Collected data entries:
◇ ◇ ◇

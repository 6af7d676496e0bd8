use std::path::{Path, PathBuf};
use tracing::debug;
use url::Url;

use super::absolute;
use crate::error::PreflightError;

/// The import directory must exist and be a directory.
pub fn check_import_dir(dir: &Path) -> Result<PathBuf, PreflightError> {
    debug!("Checking import directory {}", dir.display());
    if !dir.is_dir() {
        return Err(PreflightError::ImportDirMissing(dir.to_path_buf()));
    }
    Ok(absolute(dir))
}

/// The replacement bootloader config must be a regular file.
pub fn check_boot_config(file: &Path) -> Result<PathBuf, PreflightError> {
    debug!("Checking bootloader config {}", file.display());
    if !file.is_file() {
        return Err(PreflightError::BootConfigMissing(file.to_path_buf()));
    }
    Ok(absolute(file))
}

/// The download base must be an http(s) URL that can carry path segments.
pub fn check_base_url(raw: &str) -> Result<Url, PreflightError> {
    let invalid = |reason: String| PreflightError::InvalidBaseUrl {
        url: raw.to_string(),
        reason,
    };

    let url = Url::parse(raw).map_err(|e| invalid(e.to_string()))?;
    match url.scheme() {
        "http" | "https" => {}
        other => return Err(invalid(format!("unsupported scheme '{}'", other))),
    }
    if url.cannot_be_a_base() {
        return Err(invalid("URL cannot be used as a base".to_string()));
    }
    Ok(url)
}
use std::fs;
use std::path::{Path, PathBuf};
use tracing::{debug, info, warn};
use walkdir::WalkDir;

use super::mapper::{IsoPath, MappedNames};
use crate::config::absolute;
use crate::error::{Error, ImageError, Result};
use crate::iso::{ImageAuthor, ImageGuard};
use crate::utils::fs::file_mode;

/// ISO9660 path of the GRUB menu in Ubuntu installer images.
pub const BOOT_CONFIG_ISO9660: &str = "/BOOT/GRUB/GRUB.CFG;1";
pub const BOOT_CONFIG_JOLIET: &str = "/boot/grub/grub.cfg";
pub const BOOT_CONFIG_ROCK_RIDGE: &str = "grub.cfg";

pub fn boot_config_names() -> MappedNames {
    MappedNames::new(BOOT_CONFIG_ISO9660, BOOT_CONFIG_JOLIET, BOOT_CONFIG_ROCK_RIDGE)
}

/// Counts of what a build put into the image.
#[derive(Debug, Clone, Default, PartialEq, Eq)]
pub struct BuildSummary {
    pub directories: usize,
    pub files: usize,
    pub skipped: usize,
    pub boot_config_replaced: bool,
}

/// Materializes an import directory and a bootloader config into an open
/// image, then writes it out.
pub struct ImageBuilder {
    output_path: PathBuf,
    import_dir: Option<PathBuf>,
    boot_config: Option<PathBuf>,
}

impl ImageBuilder {
    pub fn new(output_path: impl Into<PathBuf>) -> Self {
        Self {
            output_path: output_path.into(),
            import_dir: None,
            boot_config: None,
        }
    }

    pub fn set_import_dir(&mut self, dir: impl Into<PathBuf>) {
        self.import_dir = Some(dir.into());
    }

    pub fn set_boot_config(&mut self, file: impl Into<PathBuf>) {
        self.boot_config = Some(file.into());
    }

    /// Apply every change to `image`, write it to the output path and close
    /// it. The image is closed on failure too.
    pub fn build<I: ImageAuthor>(&self, image: I) -> Result<BuildSummary> {
        let mut image = ImageGuard::new(image);
        let mut summary = BuildSummary::default();

        if let Some(dir) = &self.import_dir {
            import_tree(&mut *image, dir, &mut summary).map_err(Error::ImageMutation)?;
        }

        if let Some(file) = &self.boot_config {
            replace_boot_config(&mut *image, file).map_err(Error::ImageMutation)?;
            summary.boot_config_replaced = true;
        }

        image
            .write(&self.output_path)
            .map_err(Error::Serialization)?;
        image.close().map_err(Error::Serialization)?;

        debug!("Build summary: {:?}", summary);
        Ok(summary)
    }
}

/// Adds `import_dir` and everything below it, parents before children.
///
/// The directory's own name becomes the top-level directory in the image.
pub fn import_tree<I: ImageAuthor + ?Sized>(
    image: &mut I,
    import_dir: &Path,
    summary: &mut BuildSummary,
) -> std::result::Result<(), ImageError> {
    let root = absolute(import_dir);
    let root_path = root
        .file_name()
        .and_then(|name| name.to_str())
        .map(IsoPath::new)
        .ok_or_else(|| {
            ImageError::invalid_name(
                &root.to_string_lossy(),
                "the import directory needs a UTF-8 name",
            )
        })?;
    info!("Importing {} as /{}", root.display(), root_path);

    for entry in WalkDir::new(&root).follow_links(false).sort_by_file_name() {
        let entry = entry.map_err(|e| {
            let path = e.path().map(Path::to_path_buf).unwrap_or_else(|| root.clone());
            ImageError::SourceRead {
                path,
                source: e.into(),
            }
        })?;
        let path = logical_path(&root_path, &root, entry.path())?;

        if entry.file_type().is_dir() {
            image.add_directory(&path.names())?;
            summary.directories += 1;
            continue;
        }

        let metadata = fs::metadata(entry.path()).map_err(|e| ImageError::SourceRead {
            path: entry.path().to_path_buf(),
            source: e,
        })?;
        if !metadata.is_file() {
            warn!("Skipping {}: not a regular file", entry.path().display());
            summary.skipped += 1;
            continue;
        }

        image.add_file(entry.path(), &path.names().versioned(), file_mode(&metadata))?;
        summary.files += 1;
    }
    Ok(())
}

/// Swaps the image's GRUB menu for `boot_config`. The image must already
/// have one.
pub fn replace_boot_config<I: ImageAuthor + ?Sized>(
    image: &mut I,
    boot_config: &Path,
) -> std::result::Result<(), ImageError> {
    info!("Replacing {} with {}", BOOT_CONFIG_JOLIET, boot_config.display());
    image.remove_file(BOOT_CONFIG_ISO9660)?;

    let metadata = fs::metadata(boot_config).map_err(|e| ImageError::SourceRead {
        path: boot_config.to_path_buf(),
        source: e,
    })?;
    image.add_file(boot_config, &boot_config_names(), file_mode(&metadata))
}

fn logical_path(
    root_path: &IsoPath,
    root: &Path,
    path: &Path,
) -> std::result::Result<IsoPath, ImageError> {
    let relative = path
        .strip_prefix(root)
        .map_err(|_| ImageError::invalid_name(&path.to_string_lossy(), "outside the import directory"))?;

    let mut logical = root_path.clone();
    for component in relative.components() {
        let name = component.as_os_str().to_str().ok_or_else(|| {
            ImageError::invalid_name(&path.to_string_lossy(), "file names must be valid UTF-8")
        })?;
        logical = logical.join(name);
    }
    Ok(logical)
}
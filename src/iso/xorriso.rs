use serde::Serialize;
use std::ffi::OsString;
use std::path::{Path, PathBuf};
use std::process::Command;
use tracing::{debug, info};

use super::catalog::Catalog;
use super::tree::{ImageTree, Mutation};
use super::{ImageAuthor, ImageBackend};
use crate::core::mapper::MappedNames;
use crate::error::ImageError;

/// ISO9660 level 2 and up keep identifiers of up to 31 characters, so the
/// names `xorriso` derives match the mapped ones instead of 8.3 truncations.
pub const ISO9660_COMPLIANCE: &str = "iso_9660_level=3";

/// Opens images whose final write is performed by `xorriso`.
#[derive(Debug, Clone)]
pub struct Xorriso {
    program: PathBuf,
    dry_run: bool,
}

impl Xorriso {
    pub fn new(program: impl Into<PathBuf>) -> Self {
        Self {
            program: program.into(),
            dry_run: false,
        }
    }

    /// Print the write plan instead of running `xorriso`.
    pub fn dry_run(mut self, dry_run: bool) -> Self {
        self.dry_run = dry_run;
        self
    }
}

impl Default for Xorriso {
    fn default() -> Self {
        Self::new("xorriso")
    }
}

impl ImageBackend for Xorriso {
    type Image = XorrisoImage;

    fn open(&self, source: &Path) -> Result<XorrisoImage, ImageError> {
        info!("Opening source image: {}", source.display());
        let catalog = Catalog::open(source)?;
        if !catalog.rock_ridge {
            debug!("Source image carries no Rock Ridge entries");
        }
        Ok(XorrisoImage {
            source: source.to_path_buf(),
            program: self.program.clone(),
            dry_run: self.dry_run,
            tree: Some(ImageTree::from_catalog(&catalog)),
        })
    }
}

/// An open image. Changes are validated against the in-memory tree and
/// replayed onto the source image by `xorriso` on [`ImageAuthor::write`].
#[derive(Debug)]
pub struct XorrisoImage {
    source: PathBuf,
    program: PathBuf,
    dry_run: bool,
    tree: Option<ImageTree>,
}

#[derive(Serialize)]
struct WritePlan<'a> {
    source: &'a Path,
    output: &'a Path,
    program: &'a Path,
    arguments: Vec<String>,
    mutations: &'a [Mutation],
}

impl XorrisoImage {
    pub fn tree(&self) -> Option<&ImageTree> {
        self.tree.as_ref()
    }

    fn tree_mut(&mut self) -> Result<&mut ImageTree, ImageError> {
        self.tree.as_mut().ok_or(ImageError::Closed)
    }

    /// Arguments that turn the source image plus the journal into `output`.
    ///
    /// Paths are Rock Ridge paths; `xorriso` derives the ISO9660 and Joliet
    /// trees from them.
    pub fn command_args(&self, output: &Path) -> Result<Vec<OsString>, ImageError> {
        let tree = self.tree.as_ref().ok_or(ImageError::Closed)?;

        let mut args: Vec<OsString> = [
            "-abort_on",
            "FAILURE",
            "-iso_rr_pattern",
            "off",
            "-disk_pattern",
            "off",
            "-compliance",
            ISO9660_COMPLIANCE,
            "-indev",
        ]
        .map(OsString::from)
        .into();
        args.push(self.source.clone().into_os_string());
        args.push("-outdev".into());
        args.push(output.as_os_str().to_os_string());
        args.extend(["-joliet", "on", "-rockridge", "on"].map(OsString::from));

        for mutation in tree.journal() {
            match mutation {
                Mutation::AddDirectory { rr_path, .. } => {
                    args.extend(["-mkdir", rr_path.as_str(), "--"].map(OsString::from));
                }
                Mutation::AddFile {
                    source,
                    rr_path,
                    mode,
                    ..
                } => {
                    args.push("-map".into());
                    args.push(source.clone().into_os_string());
                    args.push(rr_path.into());
                    args.push("-chmod".into());
                    args.push(format!("{:04o}", mode).into());
                    args.push(rr_path.into());
                    args.push("--".into());
                }
                Mutation::RemoveFile { rr_path, .. } => {
                    args.extend(["-rm", rr_path.as_str(), "--"].map(OsString::from));
                }
            }
        }

        args.extend(["-boot_image", "any", "replay"].map(OsString::from));
        Ok(args)
    }

    fn print_plan(&self, output: &Path, args: &[OsString]) -> Result<(), ImageError> {
        let tree = self.tree.as_ref().ok_or(ImageError::Closed)?;
        let plan = WritePlan {
            source: &self.source,
            output,
            program: &self.program,
            arguments: args.iter().map(|a| a.to_string_lossy().into_owned()).collect(),
            mutations: tree.journal(),
        };
        let json = serde_json::to_string_pretty(&plan).map_err(|e| ImageError::Serialize {
            path: output.to_path_buf(),
            reason: e.to_string(),
        })?;
        println!("{}", json);
        Ok(())
    }
}

impl ImageAuthor for XorrisoImage {
    fn add_directory(&mut self, names: &MappedNames) -> Result<(), ImageError> {
        debug!("Adding directory {} ({})", names.iso9660, names.joliet);
        self.tree_mut()?.add_directory(names)
    }

    fn add_file(&mut self, source: &Path, names: &MappedNames, mode: u32) -> Result<(), ImageError> {
        debug!(
            "Adding file {} as {} ({}, mode {:o})",
            source.display(),
            names.iso9660,
            names.joliet,
            mode & 0o7777
        );
        self.tree_mut()?.add_file(source, names, mode)
    }

    fn remove_file(&mut self, iso_path: &str) -> Result<(), ImageError> {
        debug!("Removing file {}", iso_path);
        self.tree_mut()?.remove_file(iso_path)
    }

    fn write(&mut self, output: &Path) -> Result<(), ImageError> {
        let args = self.command_args(output)?;
        if self.dry_run {
            info!("Dry run: not writing {}", output.display());
            return self.print_plan(output, &args);
        }

        let serialize_error = |reason: String| ImageError::Serialize {
            path: output.to_path_buf(),
            reason,
        };

        if output.exists() {
            debug!("Replacing existing output {}", output.display());
            std::fs::remove_file(output).map_err(|e| serialize_error(e.to_string()))?;
        }

        info!("Writing image: {}", output.display());
        debug!("{} {:?}", self.program.display(), args);
        let result = Command::new(&self.program)
            .args(&args)
            .output()
            .map_err(|e| serialize_error(format!("failed to run {}: {}", self.program.display(), e)))?;

        if !result.status.success() {
            let stderr = String::from_utf8_lossy(&result.stderr);
            let tail: Vec<&str> = stderr.lines().rev().take(5).collect();
            let tail: Vec<&str> = tail.into_iter().rev().collect();
            return Err(serialize_error(format!(
                "{} exited with {}: {}",
                self.program.display(),
                result.status,
                tail.join("\n")
            )));
        }
        Ok(())
    }

    fn close(&mut self) -> Result<(), ImageError> {
        if self.tree.take().is_none() {
            return Err(ImageError::Closed);
        }
        debug!("Closed image {}", self.source.display());
        Ok(())
    }
}

#[cfg(test)]
mod tests {
    use super::*;
    use crate::core::mapper::IsoPath;
    use crate::iso::fixture;
    use std::fs;

    fn open_fixture(dir: &Path, image: Vec<u8>) -> XorrisoImage {
        let source = dir.join("ubuntu.iso");
        fs::write(&source, image).unwrap();
        Xorriso::new("xorriso").open(&source).unwrap()
    }

    fn strings(args: &[OsString]) -> Vec<String> {
        args.iter().map(|a| a.to_string_lossy().into_owned()).collect()
    }

    #[test]
    fn test_open_loads_source_tree() {
        let temp = tempfile::tempdir().unwrap();
        let image = open_fixture(temp.path(), fixture::ubuntu_image());
        let tree = image.tree().unwrap();
        assert!(tree.contains("/BOOT/GRUB/GRUB.CFG;1"));
        assert!(tree.contains("/CASPER/VMLINUZ."));
        assert!(tree.journal().is_empty());
    }

    #[test]
    fn test_command_args() {
        let temp = tempfile::tempdir().unwrap();
        let data = temp.path().join("user-data");
        fs::write(&data, "#cloud-config\n").unwrap();

        let mut image = open_fixture(temp.path(), fixture::ubuntu_image());
        image.add_directory(&IsoPath::new("nocloud").names()).unwrap();
        image
            .add_file(&data, &IsoPath::new("nocloud/user-data").names().versioned(), 0o100640)
            .unwrap();
        image.remove_file("/BOOT/GRUB/GRUB.CFG;1").unwrap();

        let output = temp.path().join("out.iso");
        let args = strings(&image.command_args(&output).unwrap());

        let source = temp.path().join("ubuntu.iso");
        let indev = args.iter().position(|a| a == "-indev").unwrap();
        assert_eq!(args[indev + 1], source.to_string_lossy());
        assert_eq!(args[indev + 2], "-outdev");
        assert_eq!(args[indev + 3], output.to_string_lossy());

        let ops: Vec<&str> = args
            .iter()
            .skip_while(|a| *a != "-rockridge")
            .skip(2)
            .map(String::as_str)
            .collect();
        assert_eq!(
            ops,
            [
                "-mkdir",
                "/nocloud",
                "--",
                "-map",
                data.to_str().unwrap(),
                "/nocloud/user-data",
                "-chmod",
                "0640",
                "/nocloud/user-data",
                "--",
                "-rm",
                "/boot/grub/grub.cfg",
                "--",
                "-boot_image",
                "any",
                "replay",
            ]
        );
        assert_eq!(&args[..2], ["-abort_on", "FAILURE"]);

        let compliance = args.iter().position(|a| a == "-compliance").unwrap();
        assert_eq!(args[compliance + 1], "iso_9660_level=3");
        assert!(compliance < indev);
    }

    #[test]
    fn test_dry_run_writes_nothing() {
        let temp = tempfile::tempdir().unwrap();
        let source = temp.path().join("ubuntu.iso");
        fs::write(&source, fixture::ubuntu_image()).unwrap();

        let mut image = Xorriso::new("/nonexistent/xorriso")
            .dry_run(true)
            .open(&source)
            .unwrap();
        let output = temp.path().join("out.iso");
        image.write(&output).unwrap();
        assert!(!output.exists());
    }

    #[test]
    fn test_missing_program_is_serialization_error() {
        let temp = tempfile::tempdir().unwrap();
        let source = temp.path().join("ubuntu.iso");
        fs::write(&source, fixture::ubuntu_image()).unwrap();

        let mut image = Xorriso::new("/nonexistent/xorriso").open(&source).unwrap();
        let err = image.write(&temp.path().join("out.iso")).unwrap_err();
        assert!(matches!(err, ImageError::Serialize { .. }));
    }

    #[test]
    fn test_operations_after_close() {
        let temp = tempfile::tempdir().unwrap();
        let mut image = open_fixture(temp.path(), fixture::ubuntu_image());
        image.close().unwrap();

        assert!(matches!(image.close(), Err(ImageError::Closed)));
        assert!(matches!(
            image.add_directory(&IsoPath::new("custom").names()),
            Err(ImageError::Closed)
        ));
        assert!(matches!(
            image.write(&temp.path().join("out.iso")),
            Err(ImageError::Closed)
        ));
    }
}
use std::fs::Metadata;
use std::io;
use std::path::Path;
use tracing::debug;

/// Permission bits recorded for a file added to the image.
#[cfg(unix)]
pub fn file_mode(metadata: &Metadata) -> u32 {
    use std::os::unix::fs::PermissionsExt;
    metadata.permissions().mode()
}

/// Without POSIX permissions, files become 0644, or 0444 when read-only.
#[cfg(not(unix))]
pub fn file_mode(metadata: &Metadata) -> u32 {
    if metadata.permissions().readonly() {
        0o100444
    } else {
        0o100644
    }
}

/// Create the parent directory of `path` if it doesn't exist
pub fn ensure_parent_dir(path: &Path) -> io::Result<()> {
    match path.parent() {
        Some(parent) if !parent.as_os_str().is_empty() && !parent.exists() => {
            debug!("Creating directory: {}", parent.display());
            std::fs::create_dir_all(parent)
        }
        _ => Ok(()),
    }
}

◇ ◇ ◇

▶ _WORK INSTRUCTIONS_: Look through the entries. Copy out each line with "relative" in it.

▶ _SOLUTION TO THE PROBLEM_:
    let relative = path
    for component in relative.components() {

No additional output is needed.